Viral glycoproteins play an important role in the biology of herpesviruses in the host as they determine pathogenic potential of the virus (Spear and Longnecker, 2003). The virus encodes 12 surface glycoproteins of which glycoprotein B (gB) and glycoprotein C (gC) play important role in the entry of virions into the host cell by making contact with proteoglycans present on the cell surface for adsorption, penetration and cell to cell spread of virions inside the host  (Shukla and Spear, 2001; Spear and Longnecker, 2003). The gD has shown to elicit protective mucosal immune response thereby inhibits the initial virus attachment and entry into the respiratory epithelial cells (Fuentealba et al., 2019). These glycoproteins are thus important targets for the immune system and have been experimentally used for immunization of animals against the homologous virus either individually or in various combinations. Direct injection of plasmid DNA expressing either EHV1-gB or gD has also been explored as a vaccine strategy (Fuentealba et al., 2019; Kukreja et al., 1998; Osterrieder et al., 1995; Ruitenberg et al., 1999; Weerasinghe et al., 2006; Wellington et al., 1996). In a recent study has shown that the use of live attenuated herpes simplex virus 1 vaccine strain VC2 expressing EHV-1 gD can efficiently infect equine cells and generate strong and protective anti EHV-1 immune response in mice (Liu et al., 2017). Mice were used as a small animal model to study EHV-1 pathogenesis and immune response (Kamel et al., 2019).

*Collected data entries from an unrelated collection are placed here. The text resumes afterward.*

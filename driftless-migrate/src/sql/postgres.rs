//! PostgreSQL DDL.
//!
//! Identity columns are backed by an owned sequence: the sequence is
//! created first, the column defaults to `nextval`, and the sequence is then
//! marked `OWNED BY` the column so dropping either cleans up the other.

use driftless_model::{ColumnDefinition, Dialect, EntityDefinition, PropertyDefinition, TableDefinition};

use super::{DdlGenerator, GeneratorOptions, alter_target, default_clause, display_name, key_list};
use crate::capability::ServerVersion;
use crate::error::MigrateResult;
use crate::script::{MigrationScript, Operation};

const DIALECT: Dialect = Dialect::PostgreSql;

/// PostgreSQL DDL generator.
#[derive(Debug, Clone)]
pub struct PostgresGenerator {
    options: GeneratorOptions,
}

/// Statements bracketing a column that owns a sequence.
struct Sequence {
    create: String,
    default: String,
    own: String,
}

impl PostgresGenerator {
    /// Create a new generator.
    pub fn new(options: GeneratorOptions) -> Self {
        Self { options }
    }

    fn sequence(&self, schema: Option<&str>, table: &str, column: &str) -> Sequence {
        let name = DIALECT.qualify(schema, &format!("{}_{}_seq", table, column));
        Sequence {
            create: format!("CREATE SEQUENCE IF NOT EXISTS {}", name),
            default: format!("DEFAULT nextval({})", DIALECT.string_literal(&name)),
            own: format!(
                "ALTER SEQUENCE {} OWNED BY {}.{}",
                name,
                DIALECT.qualify(schema, table),
                DIALECT.quote(column)
            ),
        }
    }

    fn column_definition(
        &self,
        property: &PropertyDefinition,
        sequence: Option<&Sequence>,
        backfill: bool,
    ) -> String {
        let mut parts = vec![
            DIALECT.quote(&property.name),
            property.resolve_sql_type(DIALECT),
        ];

        if !property.is_nullable() {
            parts.push("NOT NULL".to_string());
        }

        match sequence {
            Some(sequence) => parts.push(sequence.default.clone()),
            None => {
                if let Some(default) = default_clause(DIALECT, property, backfill) {
                    parts.push(default);
                }
            }
        }

        parts.join(" ")
    }

    fn pk_constraint(&self, table: &str) -> String {
        DIALECT.quote(&format!("pk_{}", table))
    }
}

impl DdlGenerator for PostgresGenerator {
    fn dialect(&self) -> Dialect {
        DIALECT
    }

    fn version(&self) -> Option<ServerVersion> {
        self.options.version
    }

    fn create_table(&self, entity: &EntityDefinition) -> MigrateResult<MigrationScript> {
        let schema = entity.schema();
        let table = DIALECT.qualify(schema, &entity.table_name);
        let key = entity.primary_key();

        let mut before = Vec::new();
        let mut after = Vec::new();
        let mut columns = Vec::new();

        for property in &entity.properties {
            if property.identity {
                let sequence = self.sequence(schema, &entity.table_name, &property.name);
                columns.push(self.column_definition(property, Some(&sequence), false));
                before.push(sequence.create);
                after.push(sequence.own);
            } else {
                columns.push(self.column_definition(property, None, false));
            }
        }

        if !key.is_empty() {
            columns.push(format!(
                "CONSTRAINT {} PRIMARY KEY ({})",
                self.pk_constraint(&entity.table_name),
                key_list(DIALECT, &key)
            ));
        }

        let mut statements = before;
        statements.push(format!(
            "CREATE TABLE {} (\n    {}\n)",
            table,
            columns.join(",\n    ")
        ));
        statements.extend(after);

        Ok(MigrationScript::from_statements(
            &entity.table_name,
            Operation::CreateTable,
            statements,
            format!("Create table {}", display_name(schema, &entity.table_name)),
        ))
    }

    fn add_column(
        &self,
        entity: &EntityDefinition,
        property: &PropertyDefinition,
        key: Option<&[&PropertyDefinition]>,
    ) -> MigrateResult<MigrationScript> {
        let schema = entity.schema();
        let table = DIALECT.qualify(schema, &entity.table_name);
        let sequence = property
            .identity
            .then(|| self.sequence(schema, &entity.table_name, &property.name));

        let mut statements = Vec::new();
        if let Some(sequence) = &sequence {
            statements.push(sequence.create.clone());
        }
        statements.push(format!(
            "ALTER TABLE {} ADD COLUMN {}",
            table,
            self.column_definition(property, sequence.as_ref(), true)
        ));
        if let Some(sequence) = sequence {
            statements.push(sequence.own);
        }
        if let Some(key) = key {
            statements.push(format!(
                "ALTER TABLE {} ADD CONSTRAINT {} PRIMARY KEY ({})",
                table,
                self.pk_constraint(&entity.table_name),
                key_list(DIALECT, key)
            ));
        }

        Ok(MigrationScript::from_statements(
            &entity.table_name,
            Operation::AddColumn,
            statements,
            format!(
                "Add column {}.{}",
                display_name(schema, &entity.table_name),
                property.name
            ),
        ))
    }

    fn alter_column(
        &self,
        entity: &EntityDefinition,
        property: &PropertyDefinition,
        column: &ColumnDefinition,
    ) -> MigrateResult<MigrationScript> {
        let target = alter_target(DIALECT, property, column);
        let quoted = DIALECT.quote(&column.name);

        let mut actions = Vec::new();
        if target.type_changed {
            actions.push(format!(
                "ALTER COLUMN {} TYPE {} USING {}::{}",
                quoted, target.type_sql, quoted, target.type_sql
            ));
        }
        if target.tightens {
            actions.push(format!("ALTER COLUMN {} SET NOT NULL", quoted));
        }

        let sql = format!(
            "ALTER TABLE {} {}",
            DIALECT.qualify(entity.schema(), &entity.table_name),
            actions.join(", ")
        );

        Ok(MigrationScript::new(
            &entity.table_name,
            Operation::AlterColumn,
            sql,
            format!(
                "Alter column {}.{} ({} -> {}{})",
                display_name(entity.schema(), &entity.table_name),
                column.name,
                column.data_type,
                target.type_sql,
                if target.tightens { ", NOT NULL" } else { "" }
            ),
        ))
    }

    fn drop_column(
        &self,
        table: &TableDefinition,
        column: &ColumnDefinition,
    ) -> MigrateResult<MigrationScript> {
        let sql = format!(
            "ALTER TABLE {} DROP COLUMN {}",
            DIALECT.qualify(table.schema(), &table.name),
            DIALECT.quote(&column.name)
        );

        Ok(MigrationScript::new(
            &table.name,
            Operation::DropColumn,
            sql,
            format!(
                "Drop column {}.{}",
                display_name(table.schema(), &table.name),
                column.name
            ),
        ))
    }

    fn drop_table(&self, table: &TableDefinition) -> MigrateResult<MigrationScript> {
        Ok(MigrationScript::new(
            &table.name,
            Operation::DropTable,
            format!("DROP TABLE {}", DIALECT.qualify(table.schema(), &table.name)),
            format!("Drop table {}", display_name(table.schema(), &table.name)),
        ))
    }
}

#[cfg(test)]
mod tests {
    use super::*;
    use driftless_model::ValueKind;
    use pretty_assertions::assert_eq;

    fn generator() -> PostgresGenerator {
        PostgresGenerator::new(GeneratorOptions::default())
    }

    fn order() -> EntityDefinition {
        EntityDefinition::new("Order")
            .property(PropertyDefinition::new("Id", ValueKind::Int32).primary_key().identity())
            .property(PropertyDefinition::new("Total", ValueKind::Decimal).precision(10, 2))
            .property(PropertyDefinition::new("Status", ValueKind::String).max_length(20).required())
    }

    #[test]
    fn test_create_table_with_sequence() {
        let script = generator().create_table(&order()).unwrap();
        assert_eq!(
            script.statements(),
            &[
                "CREATE SEQUENCE IF NOT EXISTS \"Order_Id_seq\"".to_string(),
                "CREATE TABLE \"Order\" (\n    \"Id\" INTEGER NOT NULL DEFAULT nextval('\"Order_Id_seq\"'),\n    \"Total\" NUMERIC(10,2),\n    \"Status\" VARCHAR(20) NOT NULL,\n    CONSTRAINT \"pk_Order\" PRIMARY KEY (\"Id\")\n)".to_string(),
                "ALTER SEQUENCE \"Order_Id_seq\" OWNED BY \"Order\".\"Id\"".to_string(),
            ]
        );
    }

    #[test]
    fn test_schema_qualified_sequence() {
        let entity = order().in_schema("sales");
        let script = generator().create_table(&entity).unwrap();
        assert_eq!(
            script.statements()[0],
            "CREATE SEQUENCE IF NOT EXISTS \"sales\".\"Order_Id_seq\""
        );
        assert_eq!(script.description, "Create table sales.Order");
    }

    #[test]
    fn test_add_key_column() {
        let entity = EntityDefinition::new("Log");
        let id = PropertyDefinition::new("Id", ValueKind::Int64).primary_key();
        let script = generator().add_column(&entity, &id, Some(&[&id])).unwrap();
        assert_eq!(
            script.statements(),
            &[
                "ALTER TABLE \"Log\" ADD COLUMN \"Id\" BIGINT NOT NULL DEFAULT 0".to_string(),
                "ALTER TABLE \"Log\" ADD CONSTRAINT \"pk_Log\" PRIMARY KEY (\"Id\")".to_string(),
            ]
        );
    }

    #[test]
    fn test_alter_widen_and_tighten() {
        let property = PropertyDefinition::new("Status", ValueKind::String)
            .max_length(100)
            .required();
        let column = ColumnDefinition::new("Status", "character varying").max_length(20);

        let script = generator().alter_column(&order(), &property, &column).unwrap();
        assert_eq!(
            script.sql,
            "ALTER TABLE \"Order\" ALTER COLUMN \"Status\" TYPE VARCHAR(100) USING \"Status\"::VARCHAR(100), ALTER COLUMN \"Status\" SET NOT NULL"
        );
        assert_eq!(
            script.description,
            "Alter column Order.Status (character varying -> VARCHAR(100), NOT NULL)"
        );
    }

    #[test]
    fn test_tighten_only() {
        let property = PropertyDefinition::new("Status", ValueKind::String)
            .max_length(20)
            .required();
        let column = ColumnDefinition::new("Status", "character varying").max_length(50);

        let script = generator().alter_column(&order(), &property, &column).unwrap();
        assert_eq!(
            script.sql,
            "ALTER TABLE \"Order\" ALTER COLUMN \"Status\" SET NOT NULL"
        );
    }
}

With this background, the study was aimed to investigate the role of rgB as vaccine candidate in eliciting protective immune response in BALB/c mice following challenge with EHV-1 and to compare its immunogenic potential with EHV-1 gB plasmid DNA vaccine candidate (gB construct) and tissue culture based inactivated whole EHV-1 vaccine prepared from indigenous abortogenic strain (EHV-1/India/Tohana/96-2; isolated from aborted mare) (Singh et al., 2009).
Ethics and bio-safety statement
All experimental procedures were duly approved by Institutional Animal Ethical Committee (vide approval no. 1669/GO/abc/12/CPCSEA. Date 08/04/2013) of Lala Lajpat Rai University of Veterinary and Animal Husbandry (LUVAS), Hisar and Institute Bio-safety Committee (No. 02/17.02.2014, 4th IBSC meeting held on 17.02.2014) of National Research Center on Equines (NRCE) Hisar, Haryana, India. Animal experiments were performed in the Small Animal Experimental Facility at LUVAS, Hisar, India. Infected tissues and other bio-waste materials were safely disposed via private partner (Synergy Waste Management Private Limited, Hisar, India).
Cell culture and virus propagation
EHV-1/India/Tohana/96-2 strain virus, earlier isolated from an aborted mare, maintained in the Equine Pathology Laboratory at ICAR-NRCE, Hisar, India was used for this study. EHV-1 virus was propagated in rabbit kidney 13 cell lines (RK-13) maintained in Eagles minimum essential medium (Sigma Aldrich®) supplemented with 10% fetal bovine serum, 2 mM L-glutamine, 3.7g/L sodium bicarbonate, 1% antibiotics and antifungal agents as per manufacturer. Following infection, the RK-13 cells were observed daily for the appearance of cytopathic effect (CPE) and the virus was harvested when the monolayer showed more than 90% CPE, characterized by syncytia/multinucleated giant cell formation. Purification of EHV-1 virus was performed by discontinuous sucrose gradient ultracentrifugation (Sinclair et al., 1989). The titer of the virus was calculated in terms of tissue culture infectious dose 50 (TCID50) per ml.
Expression of recombinant glycoprotein protein B (rgB) of EHV-1 in Escherichia. coli.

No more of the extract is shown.